La fiesta silenciosa (Diego Fried)

Recuerdo la primera fiesta silenciosa en la que me adentré. Ya sabes, una festival de música, un lugar donde hay cola, veamos qué ofrece. Alguien te pasa unos auriculares con los que entras en la mano, y te encuentras a un montón de gente moviéndose desacompasada, totalmente metida en su propio mundo, como si estuviese inmersa en la mejor experiencia de su vida, cada uno en la suya. Pero sonoramente sólo hay jadeos, espasmos insustanciales, ruido de zapatos y sudor agrio. La realidad: parecen idiotas. Pero ahí está, en tu mano, la posibilidad de ser uno más, integrarte en el onanismo colectivo con solo ponerte los cascos, o renunciar saliendo a la luz del día a ver qué otras cosas ofrece el universo. Por supuesto, los enchufas y saltas, jadeas, sudas… ante la mirada extraña del siguiente que entra en la sala. El éxtasis fuera de contexto.
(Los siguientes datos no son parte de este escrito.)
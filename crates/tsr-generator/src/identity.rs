//! Identity keys.
//!
//! A declared type's key is `{package}/{module path}:{Name}` with the module
//! path relative to the project root, plus `<{arg keys}>` for a generic
//! instantiation, so `Box<number>` and `Box<string>` are different types.
//! A native's key is its name (plus arguments).

use crate::config::ResolvedConfig;
use crate::oracle::{DeclarationInfo, TypeHandle, TypeOracle, TypeShape};
use crate::recursion::{RecursionGuard, RecursionProfile, RecursionResult};
use smallvec::SmallVec;
use std::path::Path;

/// Module path of `file` relative to `root`, with `/` separators and no
/// leading `./`.
pub fn module_path(root: &Path, file: &str) -> String {
    let path = Path::new(file);
    let relative = path.strip_prefix(root).unwrap_or(path);
    let normalized = relative.to_string_lossy().replace('\\', "/");
    normalized.trim_start_matches("./").to_string()
}

pub struct KeyBuilder<'a, O: TypeOracle + ?Sized> {
    oracle: &'a O,
    config: &'a ResolvedConfig,
    guard: RecursionGuard<TypeHandle>,
}

impl<'a, O: TypeOracle + ?Sized> KeyBuilder<'a, O> {
    pub fn new(oracle: &'a O, config: &'a ResolvedConfig) -> Self {
        Self {
            oracle,
            config,
            guard: RecursionGuard::with_profile(RecursionProfile::IdentityKey),
        }
    }

    /// Key under which `ty` is registered, or `None` when it is described
    /// in place.
    pub fn identity_key(&mut self, ty: TypeHandle) -> Option<String> {
        match self.oracle.shape(ty)? {
            TypeShape::Object => {
                let declaration = self.oracle.declaration(ty)?;
                Some(self.declared_key(ty, &declaration))
            }
            TypeShape::Native { name } if !self.config.inline_leaf_types => {
                Some(self.with_arguments(ty, name))
            }
            _ => None,
        }
    }

    pub fn declared_key(&mut self, ty: TypeHandle, declaration: &DeclarationInfo) -> String {
        let base = format!(
            "{}/{}:{}",
            self.config.package_name,
            module_path(&self.config.project_root, &declaration.file),
            declaration.name
        );
        self.with_arguments(ty, base)
    }

    /// Key of a native type, used as its full name.
    pub fn native_key(&mut self, ty: TypeHandle, name: &str) -> String {
        self.with_arguments(ty, name.to_string())
    }

    fn with_arguments(&mut self, ty: TypeHandle, mut base: String) -> String {
        let args = self.oracle.type_arguments(ty);
        if args.is_empty() {
            return base;
        }
        let keys: SmallVec<[String; 4]> = args.iter().map(|&arg| self.key_of(arg)).collect();
        base.push('<');
        base.push_str(&keys.join(","));
        base.push('>');
        base
    }

    /// Descriptive key of any type, used inside argument lists.
    fn key_of(&mut self, ty: TypeHandle) -> String {
        match self.guard.enter(ty) {
            RecursionResult::Entered => {}
            _ => return "...".to_string(),
        }
        let key = self.key_of_inner(ty);
        self.guard.leave(ty);
        key
    }

    fn key_of_inner(&mut self, ty: TypeHandle) -> String {
        let Some(shape) = self.oracle.shape(ty) else {
            return format!("?{}", ty.0);
        };
        match shape {
            TypeShape::Native { name } => self.native_key(ty, &name),
            TypeShape::Literal { value } => value.to_string(),
            TypeShape::Union { members } => self.join(&members, "|"),
            TypeShape::Intersection { members } => self.join(&members, "&"),
            TypeShape::TypeParameter { name } => name,
            TypeShape::Object => match self.oracle.declaration(ty) {
                Some(declaration) => self.declared_key(ty, &declaration),
                None => format!("?{}", ty.0),
            },
            TypeShape::Anonymous => {
                let props: Vec<String> = self
                    .oracle
                    .properties(ty)
                    .into_iter()
                    .map(|prop| format!("{}:{}", prop.name, self.key_of(prop.ty)))
                    .collect();
                format!("{{{}}}", props.join(";"))
            }
        }
    }

    fn join(&mut self, members: &[TypeHandle], separator: &str) -> String {
        let keys: SmallVec<[String; 4]> = members.iter().map(|&m| self.key_of(m)).collect();
        keys.join(separator)
    }
}

#[cfg(test)]
#[path = "../tests/identity_tests.rs"]
mod tests;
Diego Fried ha idealizado este concepto para dar forma a una ‹0vendetta› actualizada dentro de los cánones de la narración más romántica. La fiesta silenciosa tiene todos esos pasos propuestos al entrar, de casualidad, en una ‹rave› improvisada, con el aderezo de todo tipo de reacciones humanas desprovistas de alma. Esta es la historia de Laura, ya no tan joven, igualmente decidida, que tiene que casarse al día siguiente dentro de la inmensa propiedad del patriarca de la familia. Dilatando el hastío latente en la mirada de Laura, nos adentramos en una especie de pasadizo propio de Alicia en el País de las Maravillas, solo que en la actualidad no parece que una mujer necesite correr tras un conejo para vivir una aventura sin igual. Bien vale una incertidumbre en la cabeza que se quiera acallar para echar a caminar. Y parece que Laura encuentra la idiocia al otro lado de los arbustos, decidiendo voluntariamente si unirse a la misma o seguir el recto camino que lleva a casa de nuevo.

Pronto Laura y Alicia pierden su bienestar, dando paso al drama, la efusividad, la rabia desatada y el caos más absoluto donde el director se alía con las grandes tragedias literarias, los extremistas movimientos telenovelescos y los juegos del gato y el ratón en los que sabemos que todo, por necesidad, va a acabar mal.

Diego Fried sabe construir con solidez un relato donde el shock y la amargura se imprimen con la brusquedad de la inmediatez. Todo se resuelve sobre la marcha, en una misma noche, sin poder distinguir entre el bien o el mal por parte de ningún implicado. Pronto olvida el concepto de víctima permitiendo que Laura exprese su vulnerabilidad y rabia ante el injusto y decadente papel que debe desempeñar. Tampoco desaparece en ningún momento ese exceso de testosterona que marca la voluntad de todo hombre que participa, siendo el cómputo un lastre de manual para la libertad que debería pertenecer a su protagonista. En un mundo de hombres, todos se comportan… como hombres.

La fiesta silenciosa se toma su tiempo en diagnosticar sus primeros compases, con la intención de dejar claro cuál será el comportamiento de cada uno, del mismo modo que nos sorprenderá el cambio de roles de alguno de ellos. Rasgos para llegar al punto de inflexión, donde todo se transforma en un embudo de locura transitoria que va forzando la angustia y la anarquía justificada por el calor de una desgracia. Son distintos los puntos de vista que van alimentando la furia colectiva: los ‹flashbacks›, los dispositivos móviles, la narración convencional… Todo ayuda a dar forma al relato subjetivo de las partes y a la realidad vivida en conjunto.

Y es así como el terror entra en nuestras vidas, y el concepto de fiesta silenciosa cobra sentido, porque la conducta de todos, vista desde fuera, es propia de la enajenación momentánea, de la descontextualización de los cánones sociales, pero individualmente, cada uno de ellos ha vivido su propia experiencia personal, asonante, de sudor agrio y movimientos irregulares, dejando una resultado tan dispar como la pista de audio que decidieron seleccionar al principio.

El embudo acaba estrangulando las posibilidades del film, nos lleva en una única dirección hacia la tragedia póstuma, definitiva e irresoluble, todo porque alguien se creyó con más derecho que cualquier mujer —aquí una Jazmín Stuart que se come, literalmente, al resto del reparto—, infundiendo, ahora sí, el cabreo colectivo de cualquiera que observe los acontecimientos. En silencio, claro.